→ TASK GOAL
Return the lines below exactly, starting with the line that contains "pub use context::GenerationContext;" and stopping after the last line.

→ Stored data entries
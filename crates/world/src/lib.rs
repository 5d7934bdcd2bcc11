//! Deterministic voxel world generation.
//!
//! [`ChunkGenerator::make_block`] fills one chunk of a halo-extended
//! [`VoxelGrid`] from the world seed: terrain and caves, minerals, soil,
//! dungeons and surface decoration, or one of the altitude-band realms.

pub mod biome;
pub mod chunk;
pub mod config;
pub mod context;
pub mod decoration;
pub mod dungeon;
pub mod generator;
pub mod grid;
pub mod heightmap;
pub mod minerals;
pub mod noise;
pub mod palette;
pub mod realms;
pub mod soil;
pub mod terrain;
pub mod trees;

pub use biome::{Biome, BiomeNeighbourhood};
pub use chunk::{ChunkPos, CHUNK_SIZE, SKY_LEVEL, SPACE_LEVEL, WATER_LEVEL};
pub use config::GeneratorConfig;
pub use context::GenerationContext;
pub use generator::{ChunkGenerator, GenerationOutput, GenerationStats};
pub use grid::{ColumnWalk, FlagField, GenFlags, VoxelArea, VoxelGrid};
pub use heightmap::{ground_height, humidity, Heightmap};
pub use minerals::Mineral;
pub use palette::{Palette, PaletteError};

→ TASK RESPONSE
pub use context::GenerationContext;
pub use generator::{ChunkGenerator, GenerationOutput, GenerationStats};
pub use grid::{ColumnWalk, FlagField, GenFlags, VoxelArea, VoxelGrid};
pub use heightmap::{ground_height, humidity, Heightmap};
pub use minerals::Mineral;
pub use palette::{Palette, PaletteError};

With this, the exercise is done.